Décès Imam Alioune Badara Ndao : retour sur les périodes de « djihâd » du prêcheur.


L'information vient de tomber!  Le prêcheur Imam Alioune Badara Ndao est rappelé à Dieu dans la nuit du lundi au mardi à l'hôpital Fann de Dakar. Il est décédé des suites d'une courte maladie et sera inhumé à Kaolack. Secrétaire général des Imams et prédicateurs du Sénégal de la section de Kaolack de son vivant, imam Alioune Badara Ndao est connu par le grand public à cause de ses démêlés judiciaires. En effet, l'Imam Ndao a été dépeint sous ses traits les plus sombres durant toute la durée de son procès pour apologie du terrorisme entre autres chefs d’accusation our lesquels il était poursuivi. Dans les comptes-rendus de presse, il a été présenté comme un formateur de jihadistes, son daara comme une usine de fabrication de jeunes radicaux prêts à se faire exploser à l'image des jihadistes. Retour sur les périodes troubles d’un fervent défenseur de la religion musulmane.
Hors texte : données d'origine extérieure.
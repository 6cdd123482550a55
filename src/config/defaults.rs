//! System-wide default constants.
//!
//! Centralises the magic numbers of the acquisition rig. Grouped by
//! subsystem for easy discovery.

// ============================================================================
// Sampling
// ============================================================================

/// Default ADC input channel.
pub const DEFAULT_CHANNEL: u8 = 0;

/// Pacing period between samples (ms). 200 ms = 5 Hz.
pub const DEFAULT_SAMPLE_PERIOD_MS: u64 = 200;

/// Sliding-window capacity for the live display (samples).
pub const DEFAULT_WINDOW_CAPACITY: usize = 60;

/// Width of the coarse averaging window for the speed summary (seconds).
///
/// Distinct from the display window: summary granularity is seconds,
/// display granularity is sample count.
pub const DEFAULT_SUMMARY_WINDOW_SECS: u64 = 1;

/// Consecutive device read failures before the loop escalates to a
/// persistent-failure warning.
pub const CONSECUTIVE_READ_FAILURE_WARN: u32 = 3;

// ============================================================================
// Conversion
// ============================================================================

/// Tachogenerator output voltage range lower bound (V).
pub const DEFAULT_V_MIN: f64 = 0.0;

/// Tachogenerator output voltage range upper bound (V), stepped down to the
/// ADC full scale at gain 1.
pub const DEFAULT_V_MAX: f64 = 4.096;

/// Spindle speed range lower bound (RPM).
pub const DEFAULT_RPM_MIN: f64 = 0.0;

/// Spindle speed range upper bound (RPM).
pub const DEFAULT_RPM_MAX: f64 = 3000.0;

// ============================================================================
// Output
// ============================================================================

/// Directory for the CSV row store and the bulk spreadsheet.
pub const DEFAULT_DATA_DIR: &str = "data";

/// Directory for display snapshots.
pub const DEFAULT_IMAGES_DIR: &str = "images";

/// Base file name for both output files (`test.csv`, `test.xlsx`, with a
/// numeric suffix when the name is already taken).
pub const DEFAULT_BASE_NAME: &str = "test";

/// Interval between periodic display snapshots (seconds).
pub const DEFAULT_SNAPSHOT_INTERVAL_SECS: u64 = 60;

/// File-name prefix for periodic snapshots.
pub const SNAPSHOT_PREFIX: &str = "screenshot";

/// File-name prefix for the one-time snapshot taken at shutdown.
pub const FINAL_SNAPSHOT_PREFIX: &str = "final_screenshot";

// ============================================================================
// Display
// ============================================================================

/// Refresh cadence of the split-display task (ms). ~1 Hz.
pub const DISPLAY_REFRESH_PERIOD_MS: u64 = 1000;

/// Rendered chart dimensions (px), matching the original 4"x6" @ 100 dpi
/// figure.
pub const CHART_WIDTH: u32 = 400;
pub const CHART_HEIGHT: u32 = 600;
27 octobre 2015, ARRESTATION…

Accusé d’apologie du terrorisme, il est arrêté à l’aube du 27 octobre 2015, à Ngan Alassane, quartier situé dans la périphérie nord-ouest de la commune de Kaolack. Des hommes lourdement armés qui ont fouillé de fond en comble son domicile, ont procédé, à son interpellation. Il est également poursuivi pour association de malfaiteurs en relation avec une entreprise terroriste et blanchiment de capitaux et traduit en procès devant la chambre criminelle de la Cour d’Appel de Dakar. Après une filature de cinq ans, Alioune Badara Ndao a été entendu par les enquêteurs et placé sous mandat de dépot à la Maison d’arrêt et de correction de Rebeuss avant d'être transféré à Saint-Louis. Peu de temps après, il est transféré à Dakar à la section spéciale du Camp Pénal où le retrouveront 30 autres accusés dont le « cerveau » Matar Diokhané et sa bande composée essentiellement de jeunes sénégalais ayant cotoyé de près Boko Haram. Ils sont tous arrêtés et emprisonnés au même titre que l’Imam qui était présenté comme leur mentor. Après les auditions dans le fond, les accusés sont renvoyés devant une chambre criminelle à formation spéciale.
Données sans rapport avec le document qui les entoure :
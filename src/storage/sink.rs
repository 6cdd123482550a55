//! Durable persistence for acquired samples.
//!
//! Two formats, two cadences:
//! - every sample is appended to a CSV row store and flushed out of the
//!   runtime buffers before the next sample is acquired, so a crash loses at
//!   most the in-flight row;
//! - at finalization the full sample log is written once as an XLSX
//!   workbook.
//!
//! Both file names are reserved at open time via numeric suffixing (see
//! [`unique_path`](super::paths::unique_path)).

use std::fs::File;
use std::io::{self, Write};
use std::path::{Path, PathBuf};

use thiserror::Error;
use tracing::info;

use super::paths::unique_path;
use crate::types::Sample;

#[derive(Error, Debug)]
pub enum StorageError {
    #[error("failed to create output directory {path}: {source}")]
    DirectoryCreation {
        path: PathBuf,
        #[source]
        source: io::Error,
    },

    #[error("failed to create {path}: {source}")]
    Create {
        path: PathBuf,
        #[source]
        source: io::Error,
    },

    #[error("CSV write to {path} failed: {source}")]
    Csv {
        path: PathBuf,
        #[source]
        source: csv::Error,
    },

    #[error("CSV flush to {path} failed: {source}")]
    Flush {
        path: PathBuf,
        #[source]
        source: io::Error,
    },

    #[error("bulk spreadsheet write to {path} failed: {source}")]
    Bulk {
        path: PathBuf,
        #[source]
        source: rust_xlsxwriter::XlsxError,
    },
}

/// Row-oriented CSV store plus the one-shot bulk spreadsheet writer.
pub struct PersistenceSink {
    writer: csv::Writer<Box<dyn Write + Send>>,
    csv_path: PathBuf,
    bulk_path: PathBuf,
}

impl PersistenceSink {
    /// Create the CSV row store under `dir`, write the fixed header row, and
    /// reserve a name for the bulk spreadsheet.
    pub fn open(dir: &Path, base: &str) -> Result<Self, StorageError> {
        let csv_path = unique_path(dir, base, "csv");
        let bulk_path = unique_path(dir, base, "xlsx");

        let file = File::create(&csv_path).map_err(|source| StorageError::Create {
            path: csv_path.clone(),
            source,
        })?;
        Self::from_writer(Box::new(file), csv_path, bulk_path)
    }

    /// Row store over an arbitrary writer; `open` goes through here with the
    /// created file. The header row is written and flushed immediately.
    pub(crate) fn from_writer(
        raw: Box<dyn Write + Send>,
        csv_path: PathBuf,
        bulk_path: PathBuf,
    ) -> Result<Self, StorageError> {
        let mut writer = csv::Writer::from_writer(raw);
        writer
            .write_record(Sample::COLUMNS)
            .map_err(|source| StorageError::Csv {
                path: csv_path.clone(),
                source,
            })?;
        writer.flush().map_err(|source| StorageError::Flush {
            path: csv_path.clone(),
            source,
        })?;

        info!(path = %csv_path.display(), "Row store opened");
        Ok(Self {
            writer,
            csv_path,
            bulk_path,
        })
    }

    /// Append one sample row and flush it through to the file before
    /// returning. A crash immediately after loses at most the next,
    /// not-yet-acquired sample.
    pub fn append_row(&mut self, sample: &Sample) -> Result<(), StorageError> {
        self.writer
            .write_record(sample.to_row())
            .map_err(|source| StorageError::Csv {
                path: self.csv_path.clone(),
                source,
            })?;
        self.writer.flush().map_err(|source| StorageError::Flush {
            path: self.csv_path.clone(),
            source,
        })
    }

    /// Write the entire sample log as one single-sheet XLSX workbook at the
    /// path reserved at open time. Called exactly once, at finalization.
    pub fn write_bulk(&mut self, samples: &[Sample]) -> Result<PathBuf, StorageError> {
        let bulk_err = |source| StorageError::Bulk {
            path: self.bulk_path.clone(),
            source,
        };

        let mut workbook = rust_xlsxwriter::Workbook::new();
        let worksheet = workbook.add_worksheet();

        for (col, header) in Sample::COLUMNS.iter().enumerate() {
            #[allow(clippy::cast_possible_truncation)]
            worksheet
                .write_string(0, col as u16, *header)
                .map_err(bulk_err)?;
        }
        for (i, sample) in samples.iter().enumerate() {
            #[allow(clippy::cast_possible_truncation)]
            let row = (i + 1) as u32;
            worksheet
                .write_string(row, 0, sample.timestamp.format("%Y-%m-%d %H:%M:%S").to_string())
                .map_err(bulk_err)?;
            worksheet
                .write_number(row, 1, sample.elapsed_secs)
                .map_err(bulk_err)?;
            worksheet
                .write_number(row, 2, sample.voltage)
                .map_err(bulk_err)?;
            worksheet
                .write_number(row, 3, sample.speed)
                .map_err(bulk_err)?;
        }

        workbook.save(&self.bulk_path).map_err(bulk_err)?;
        Ok(self.bulk_path.clone())
    }

    pub fn csv_path(&self) -> &Path {
        &self.csv_path
    }

    /// Reserved path of the bulk spreadsheet; the file does not exist until
    /// [`write_bulk`](Self::write_bulk) runs at finalization.
    pub fn bulk_path(&self) -> &Path {
        &self.bulk_path
    }
}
9 avril 2018, OUVERTURE DU PROCÈS…

Après trois reports, le procès de l’imam Alioune Badara Ndao et ses 30 co-accusés djihadistes présumés s’est ouvert au Sénégal, le lundi 9 avril et aura duré trois (3) mois. Les interrogatoires ont démarré 48 heures après l'ouverture du procès et les accusés se sont succédés à la barre pour répondre aux questions du juge, du procureur et de leurs conseils. Il s'ensuit le réquisitoire du substitut qui n'a pas été tendre avec les accusés. Pendant quatre heures de temps, Aly Ciré Ndiaye a essayé de prouver la culpabilité d'Alioune Badara Ndao et de ses acolytes supposés.
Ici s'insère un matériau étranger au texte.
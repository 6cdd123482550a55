//! Core data types shared across the acquisition pipeline.

use chrono::{DateTime, Local};
use serde::Serialize;

/// One converted measurement produced by the acquisition loop.
///
/// Immutable once created: the loop builds a `Sample` per tick, after which it
/// is only ever cloned into the sliding window, the sample log, and the
/// persistence sink.
#[derive(Debug, Clone, Serialize)]
pub struct Sample {
    /// Wall-clock time the sample was taken.
    pub timestamp: DateTime<Local>,
    /// Seconds since run start.
    pub elapsed_secs: f64,
    /// Tacho voltage after linear conversion from the raw ADC code (V).
    pub voltage: f64,
    /// Spindle speed mapped from voltage (RPM).
    pub speed: f64,
}

impl Sample {
    /// Column headers shared by the CSV row store and the bulk spreadsheet.
    pub const COLUMNS: [&'static str; 4] = [
        "Timestamp",
        "Elapsed Time (s)",
        "Voltage (V)",
        "Speed (RPM)",
    ];

    /// Render the sample as one row of decimal text, matching [`Self::COLUMNS`].
    pub fn to_row(&self) -> [String; 4] {
        [
            self.timestamp.format("%Y-%m-%d %H:%M:%S").to_string(),
            format!("{:.3}", self.elapsed_secs),
            format!("{:.4}", self.voltage),
            format!("{:.2}", self.speed),
        ]
    }
}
Dans ses conclusions, le maitre des poursuites a estimé que l'Imam Ndao est le maître à penser de la bande à Matar Diokhané qui, après leur odyssée à Abadam, Gwoza et Sambisa, au Nigeria où ils ont bénéficié de fonds d'Abubakar Shekau, devait rentrer au Sénégal pour établir une base jihadiste. Le représentant du ministère public a, à cet effet, requis 30 ans de travaux forcés contre l'Imam Ndao pour les crimes de complicité d'actes de terrorisme par association de malfaiteurs, actes de terrorisme par menace ou complot, apologie du terrorisme, financement du terrorisme et blanchiment de capitaux en relation avec une entreprise terroriste. Pour les deux derniers crimes, le substitut était convaincu qu'ils sont établis par la collusion entre l'Imam et un des "assistants" de Matar Diokhané, Ibrahima Diallo alias Abou Omar.

Devant le tribunal, Imam Ndao a nié les accusations. Sur sa relation avec Matar Diokhané, l'Imam a avoué que ce dernier lui avait envoyé un livre intitulé "L'Ignorance est-elle une raison", mais précise qu'il n'en a pas discuté avec l'auteur même s'il reconnait avoir fait des annotations. De la décision de Matar Diokhané consistant à lui confier ses "boys" du Nigeria, Imam Ndao a affirmé qu'il n'était pas au courant. Et l'accusation n'a pas été en mesure de prouver que le religieux de Ngane ne disait pas vrai. De même, aucune preuve n'a été apportée sur l'existence de champs où seraient formés de futurs jihadistes.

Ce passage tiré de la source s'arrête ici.